Syria has accused Turkey of harboring the Free Syrian Army – army defectors carrying out an armed insurrection against the regime – and allowing rebels to use its territory as a launching pad for strikes against Syrian forces, a charge Ankara denies.
In an apparent vote of confidence in the Arab mission, Pope Benedict XVI said he hoped the Arab League mission would help promote dialogue between the regime and its opponents.
"I pray for a rapid end to the bloodshed and the beginning of a fruitful dialogue between the political forces, encouraged by the presence of independent observers," the head of the Roman Catholic Church said.

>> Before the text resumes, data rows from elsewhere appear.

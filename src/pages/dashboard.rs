use chrono::{DateTime, Utc};

use crate::api::fire_areas::{TopItem, TopResponse};
use crate::api::models::ModelInfo;
use crate::fetch::{ApiCall, FetchRequest, FetchResponse, Payload, Slot};
use crate::geo::MapView;
use crate::query::{Query, Status};
use crate::route::{Location, Route};

pub const MAP_EMPTY_MESSAGE: &str = "No predictions are available yet for the selected model. \
The worker may still be ingesting weather data.";
pub const TABLE_EMPTY_MESSAGE: &str =
    "No ranked fire areas yet. Check worker logs for prediction generation and storage events.";

/// Top-N areas for the selected model, polled.
#[derive(Debug)]
pub struct DashboardPage {
    selected_model: Option<String>,
    top_n: usize,
    areas: Query<String, TopResponse>,
    pub selected_row: usize,
    pub map: MapView,
}

impl DashboardPage {
    pub fn new(model: Option<String>, top_n: usize) -> Self {
        Self {
            selected_model: model.filter(|m| !m.is_empty()),
            top_n,
            areas: Query::new(),
            selected_row: 0,
            map: MapView::default(),
        }
    }

    pub fn location(&self) -> Location {
        Location {
            route: Route::Dashboard,
            model: self.selected_model.clone(),
        }
    }

    pub fn selected_model(&self) -> Option<&str> {
        self.selected_model.as_deref()
    }

    pub fn areas(&self) -> &Query<String, TopResponse> {
        &self.areas
    }

    pub fn items(&self) -> &[TopItem] {
        self.areas
            .data()
            .map(|top| top.items.as_slice())
            .unwrap_or(&[])
    }

    pub fn mount(&mut self, models: &[ModelInfo]) -> Vec<FetchRequest> {
        super::adopt_first_model(&mut self.selected_model, models);
        self.request_areas().into_iter().collect()
    }

    /// The model list arrived. Picks the first model when the URL named
    /// none.
    pub fn on_models(&mut self, models: &[ModelInfo]) -> Vec<FetchRequest> {
        if super::adopt_first_model(&mut self.selected_model, models) {
            self.request_areas().into_iter().collect()
        } else {
            Vec::new()
        }
    }

    pub fn select_model(&mut self, model_id: &str) -> Vec<FetchRequest> {
        if model_id.is_empty() || self.selected_model.as_deref() == Some(model_id) {
            return Vec::new();
        }
        self.selected_model = Some(model_id.to_string());
        self.selected_row = 0;
        self.request_areas().into_iter().collect()
    }

    pub fn tick(&mut self) -> Vec<FetchRequest> {
        if self.areas.is_fetching() {
            return Vec::new();
        }
        self.request_areas().into_iter().collect()
    }

    fn request_areas(&mut self) -> Option<FetchRequest> {
        let model_id = self.selected_model.clone()?;
        let epoch = self.areas.request(model_id.clone());
        Some(FetchRequest::new(
            Slot::TopAreas,
            epoch,
            ApiCall::TopAreas {
                n: self.top_n,
                model_id: Some(model_id),
            },
        ))
    }

    pub fn on_response(&mut self, response: FetchResponse, now: DateTime<Utc>) {
        if response.slot != Slot::TopAreas {
            return;
        }
        let result = match response.result {
            Ok(Payload::TopAreas(top)) => Ok(top),
            Ok(other) => Err(format!("unexpected payload {other:?}")),
            Err(err) => Err(err.to_string()),
        };
        if self.areas.settle(response.epoch, result, now) {
            let points: Vec<(f64, f64)> = self.items().iter().map(|i| (i.lat, i.lon)).collect();
            self.map.sync(&points);
            self.selected_row = self.selected_row.min(self.items().len().saturating_sub(1));
        }
    }

    pub fn status(&self) -> Status {
        self.areas.status(|top| top.items.is_empty())
    }

    /// The empty-state message only shows for a selected model whose
    /// ranking settled with zero rows.
    pub fn show_empty_state(&self) -> bool {
        self.selected_model.is_some() && self.status() == Status::Empty
    }

    pub fn is_loading(&self) -> bool {
        self.areas.is_loading() && self.items().is_empty()
    }

    pub fn select_next(&mut self) {
        if self.selected_row + 1 < self.items().len() {
            self.selected_row += 1;
        }
    }

    pub fn select_previous(&mut self) {
        self.selected_row = self.selected_row.saturating_sub(1);
    }

    pub fn open_selected(&self) -> Option<Location> {
        let item = self.items().get(self.selected_row)?;
        Some(Location::area(&item.area_id, self.selected_model()))
    }

    /// Detail page of the highest-ranked area.
    pub fn quick_view(&self) -> Option<Location> {
        let item = self.items().first()?;
        Some(Location::area(&item.area_id, self.selected_model()))
    }
}
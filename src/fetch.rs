use std::sync::mpsc::Sender;
use std::sync::Arc;
use std::thread;

use log::{debug, warn};
use serde_json::Value;

use crate::api::areas::{PredictionLatest, SatelliteLatest, WeatherLatest};
use crate::api::fire_areas::{CompareResponse, TopResponse};
use crate::api::legacy::{PredictWeatherResponse, SatelliteImageRequest};
use crate::api::models::ModelsResponse;
use crate::api::RiskApi;
use crate::error::ApiError;

/// Which piece of page state a response belongs to.
#[derive(Debug, Clone, Copy, PartialEq, Eq)]
pub enum Slot {
    Models,
    TopAreas,
    Compare,
    Weather,
    Prediction,
    Satellite,
    LegacyPredictions,
    LegacySatellite,
    LegacyStations,
}

#[derive(Debug, Clone, PartialEq)]
pub enum ApiCall {
    Models,
    TopAreas { n: usize, model_id: Option<String> },
    Compare { n: usize },
    Weather { area_id: String },
    Prediction { area_id: String, model_id: Option<String> },
    Satellite { area_id: String },
    Stations,
    PredictWeather { n_stations: usize },
    SatelliteImage { request: SatelliteImageRequest },
}

#[derive(Debug)]
pub enum Payload {
    Models(ModelsResponse),
    TopAreas(TopResponse),
    Compare(CompareResponse),
    Weather(WeatherLatest),
    Prediction(PredictionLatest),
    Satellite(SatelliteLatest),
    Stations(Vec<Value>),
    Predictions(PredictWeatherResponse),
    SatelliteImage { url: String },
}

/// A call tagged with everything needed to route its answer back: the
/// page generation it was issued under, the slot and the query epoch.
#[derive(Debug, Clone, PartialEq)]
pub struct FetchRequest {
    pub page: u64,
    pub slot: Slot,
    pub epoch: u64,
    pub call: ApiCall,
}

impl FetchRequest {
    pub fn new(slot: Slot, epoch: u64, call: ApiCall) -> Self {
        Self {
            page: 0,
            slot,
            epoch,
            call,
        }
    }
}

#[derive(Debug)]
pub struct FetchResponse {
    pub page: u64,
    pub slot: Slot,
    pub epoch: u64,
    pub result: Result<Payload, ApiError>,
}

pub fn execute(api: &dyn RiskApi, call: &ApiCall) -> Result<Payload, ApiError> {
    Ok(match call {
        ApiCall::Models => Payload::Models(api.models()?),
        ApiCall::TopAreas { n, model_id } => {
            Payload::TopAreas(api.top_fire_areas(*n, model_id.as_deref())?)
        }
        ApiCall::Compare { n } => Payload::Compare(api.compare_fire_areas(*n)?),
        ApiCall::Weather { area_id } => Payload::Weather(api.latest_weather(area_id)?),
        ApiCall::Prediction { area_id, model_id } => {
            Payload::Prediction(api.latest_prediction(area_id, model_id.as_deref())?)
        }
        ApiCall::Satellite { area_id } => Payload::Satellite(api.latest_satellite(area_id)?),
        ApiCall::Stations => Payload::Stations(api.stations()?),
        ApiCall::PredictWeather { n_stations } => {
            Payload::Predictions(api.predict_weather(*n_stations)?)
        }
        ApiCall::SatelliteImage { request } => {
            let response = api.request_satellite_image(request)?;
            if let Some(path) = &response.path {
                debug!("satellite image stored at {path}");
            }
            Payload::SatelliteImage {
                url: api.satellite_image_url(&response.filename),
            }
        }
    })
}

/// Answer for a request whose thread never started, so its query settles
/// and the next tick can retry it.
fn not_started(page: u64, slot: Slot, epoch: u64, err: std::io::Error) -> FetchResponse {
    FetchResponse {
        page,
        slot,
        epoch,
        result: Err(ApiError::Worker(err)),
    }
}

/// Runs each request on its own thread and posts the answer to the event
/// loop. Requests are never aborted; the receiver drops what it no longer
/// wants.
pub struct Fetcher {
    api: Arc<dyn RiskApi>,
    tx: Sender<FetchResponse>,
}

impl Fetcher {
    pub fn new(api: Arc<dyn RiskApi>, tx: Sender<FetchResponse>) -> Self {
        Self { api, tx }
    }

    pub fn dispatch(&self, request: FetchRequest) {
        let api = Arc::clone(&self.api);
        let tx = self.tx.clone();
        let name = format!("fetch-{:?}", request.slot).to_lowercase();
        debug!("dispatch {:?} epoch {} page {}", request.call, request.epoch, request.page);
        let (page, slot, epoch) = (request.page, request.slot, request.epoch);
        let spawned = thread::Builder::new().name(name).spawn(move || {
            let result = execute(api.as_ref(), &request.call);
            if let Err(err) = &result {
                warn!("{:?} failed: {err}", request.call);
            }
            let response = FetchResponse {
                page: request.page,
                slot: request.slot,
                epoch: request.epoch,
                result,
            };
            // The receiver is gone only when the app is shutting down.
            let _ = tx.send(response);
        });
        if let Err(err) = spawned {
            warn!("could not start fetch thread: {err}");
            let _ = self.tx.send(not_started(page, slot, epoch, err));
        }
    }

    pub fn dispatch_all(&self, requests: impl IntoIterator<Item = FetchRequest>) {
        for request in requests {
            self.dispatch(request);
        }
    }
}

Discord among Arab League monitors
Head of the Arab League's observer mission in Syria, Sudanese General Mustafa al-Dabi, branded as "baseless" claims by former monitor Algerian Anwar Malek that the Syrian regime was committing crimes against humanity.
On Wednesday, Malek told Doha-based Al Jazeera that he had quit the mission and accused the Syrian regime of committing a series of war crimes against its people and of duping his colleagues.
But Dabi said that Malek had barely left his hotel room when deployed in Homs.
"What observer Anwar Malek said on a satellite television is baseless," General Mohammed Ahmed Mustafa al-Dabi, former head of Sudanese military intelligence, who leads the operations in Syria, said in a statement.
"Malek was deployed to Homs among a team, but for six days he did not leave his room and did not join members of the team on the ground, pretending he was sick," Dabi said in the statement.
He echoed remarks by an unnamed Arab League official who said Malek was bedridden throughout his assignment in Homs and his accusations are unfounded.
"The mission was a farce and the observers have been fooled. The regime orchestrated it and fabricated most of what we saw to stop the Arab League from taking action against the regime," Malek said.
According to Dabi, the Algerian monitor requested leave for medical treatment in Paris but departed before waiting for the green light.